One more time people and say it slowly…. a ball wearing a hat is not going to get you
through life into the carpool lane. Sorry mister good try. Washington State police busted the dude when they pulled him up for expired tags. Doh! He also confessed to police the infant in the back was actually “a ball with a hat!”
Heavens to Murgatroyd. A British man was fined for carrying a heavy load. Seems he got overly zealous at a rice sale at a local shop and filled his car with 2,000 pounds (800kg) of grain. That would be 40 bags of 20kg rice. Hmm, the $400 fine would make that some very expensive rice.
Oh for crying out loud. Two bumbling thieves attempting to steal beer from a locked fridge discover the cold hard truth.

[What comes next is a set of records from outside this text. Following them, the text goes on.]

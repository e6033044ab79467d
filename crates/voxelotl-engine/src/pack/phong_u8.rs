//! Packers for the `phong-u8` contract. Colors are quantized here, nowhere else.

use voxelotl_layout::contracts::phong_u8::{
    FragmentShaderUniforms, PhongU8, ShaderVertex, VertexShaderInstance, VertexShaderUniforms,
};
use voxelotl_layout::{Pad, U8x4};

use super::{
    light_direction, mat, normal_matrix, vec2, vec3, Camera, Color, Environment, LightPacker, Material, Mesh,
    MeshPacker, MeshVertex, ModelInstance,
};

#[inline]
fn unorm(c: Color) -> U8x4 {
    U8x4::from_unorm(c.to_array())
}

pub fn vertex(v: &MeshVertex) -> ShaderVertex {
    ShaderVertex {
        position: vec3(v.position),
        normal: vec3(v.normal),
        color: unorm(v.color),
        _pad: Pad::ZERO,
        tex_coord: vec2(v.tex_coord),
    }
}

pub fn vertices(mesh: &Mesh) -> Vec<ShaderVertex> {
    mesh.vertices.iter().map(vertex).collect()
}

pub fn instance(instance: &ModelInstance) -> VertexShaderInstance {
    VertexShaderInstance {
        model: mat(instance.world),
        normal_model: mat(normal_matrix(instance.world)),
        color: unorm(instance.color),
        _pad: Pad::ZERO,
    }
}

pub fn vertex_uniforms(camera: &Camera) -> VertexShaderUniforms {
    VertexShaderUniforms { proj_view: mat(camera.view_projection) }
}

pub fn fragment_uniforms(camera: &Camera, environment: &Environment, material: &Material) -> FragmentShaderUniforms {
    FragmentShaderUniforms {
        camera_position: vec3(camera.position),
        directional_light: vec3(light_direction(environment.light_direction)),
        ambient_color: unorm(material.ambient),
        diffuse_color: unorm(material.diffuse),
        specular_color: unorm(material.specular),
        specular_intensity: material.gloss,
    }
}

impl MeshPacker for PhongU8 {
    fn vertex(v: &MeshVertex) -> ShaderVertex {
        vertex(v)
    }

    fn instance(i: &ModelInstance) -> VertexShaderInstance {
        instance(i)
    }

    fn vertex_uniforms(camera: &Camera) -> VertexShaderUniforms {
        vertex_uniforms(camera)
    }
}

impl LightPacker for PhongU8 {
    fn fragment_uniforms(camera: &Camera, environment: &Environment, material: &Material) -> FragmentShaderUniforms {
        fragment_uniforms(camera, environment, material)
    }
}
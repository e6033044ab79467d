use crate::pack::Color;

/// Renderer-facing context (device + queue).
pub struct RenderCtx<'a> {
    pub device: &'a wgpu::Device,
    pub queue: &'a wgpu::Queue,
}

impl<'a> RenderCtx<'a> {
    #[inline]
    pub fn new(device: &'a wgpu::Device, queue: &'a wgpu::Queue) -> Self {
        Self { device, queue }
    }
}

/// Target for drawing (encoder + color view + optional depth view).
pub struct RenderTarget<'a> {
    pub encoder: &'a mut wgpu::CommandEncoder,
    pub color_view: &'a wgpu::TextureView,
    pub depth_view: Option<&'a wgpu::TextureView>,
}

impl<'a> RenderTarget<'a> {
    #[inline]
    pub fn new(encoder: &'a mut wgpu::CommandEncoder, color_view: &'a wgpu::TextureView) -> Self {
        Self { encoder, color_view, depth_view: None }
    }

    #[inline]
    pub fn with_depth(mut self, depth_view: &'a wgpu::TextureView) -> Self {
        self.depth_view = Some(depth_view);
        self
    }

    /// Clears color to `color` and depth to 1.0.
    pub fn clear(&mut self, color: Color) {
        let _pass = self.encoder.begin_render_pass(&wgpu::RenderPassDescriptor {
            label: Some("voxelotl clear pass"),
            color_attachments: &[Some(wgpu::RenderPassColorAttachment {
                view: self.color_view,
                resolve_target: None,
                ops: wgpu::Operations {
                    load: wgpu::LoadOp::Clear(wgpu::Color {
                        r: color.r as f64,
                        g: color.g as f64,
                        b: color.b as f64,
                        a: color.a as f64,
                    }),
                    store: wgpu::StoreOp::Store,
                },
                depth_slice: None,
            })],
            depth_stencil_attachment: self.depth_view.map(|view| wgpu::RenderPassDepthStencilAttachment {
                view,
                depth_ops: Some(wgpu::Operations {
                    load: wgpu::LoadOp::Clear(1.0),
                    store: wgpu::StoreOp::Store,
                }),
                stencil_ops: None,
            }),
            timestamp_writes: None,
            occlusion_query_set: None,
            multiview_mask: None,
        });
    }

    /// Starts a pass that keeps existing color and depth contents.
    ///
    /// `use_depth` attaches the depth view; it must be present if requested.
    pub(crate) fn begin_load_pass(&mut self, label: &str, use_depth: bool) -> anyhow::Result<wgpu::RenderPass<'_>> {
        let depth_view = match (use_depth, self.depth_view) {
            (false, _) => None,
            (true, Some(view)) => Some(view),
            (true, None) => anyhow::bail!("{label}: pipeline tests depth but the target has no depth view"),
        };

        Ok(self.encoder.begin_render_pass(&wgpu::RenderPassDescriptor {
            label: Some(label),
            color_attachments: &[Some(wgpu::RenderPassColorAttachment {
                view: self.color_view,
                resolve_target: None,
                ops: wgpu::Operations {
                    load: wgpu::LoadOp::Load,
                    store: wgpu::StoreOp::Store,
                },
                depth_slice: None,
            })],
            depth_stencil_attachment: depth_view.map(|view| wgpu::RenderPassDepthStencilAttachment {
                view,
                depth_ops: Some(wgpu::Operations {
                    load: wgpu::LoadOp::Load,
                    store: wgpu::StoreOp::Store,
                }),
                stencil_ops: None,
            }),
            timestamp_writes: None,
            occlusion_query_set: None,
            multiview_mask: None,
        }))
    }
}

A man down under had an embarrassing encounter with a ring spanner. Seems he got ihis penis stuck in it and had to ring the fire brigade. Enter angle grinder and a whole lot of awks. Guessing there was very little eye contact.
Oh dear, the New York Central Park Ice Festival has been cancelled because…wait for it…. it’s too cold.
When a New Zealand customer decided to knick a tip jar after purchasing a meal at a local fast food joint he scored a grand total of $6.77. Unfortunately in his haste he left his $9.92 meal behind. Loser.
Naww, when a 73 year old with a impeccable driving record gets pulled over for not having his headlights on its kinda OK. Hmm, UNTIL, he starts snorting coke up his nose in front of the cop. The gramps got quite the startle when the policeman returned with his license mid snort and his stash fell all over his hands and floor. Needless to say, all the umming and ahhing about it being vitamins didn’t hold water. It’ the season to be jolly, fa la la la la lalalala
PSST Thanks Craig for the heads up on the goings in your home town. Have a merry Christmas.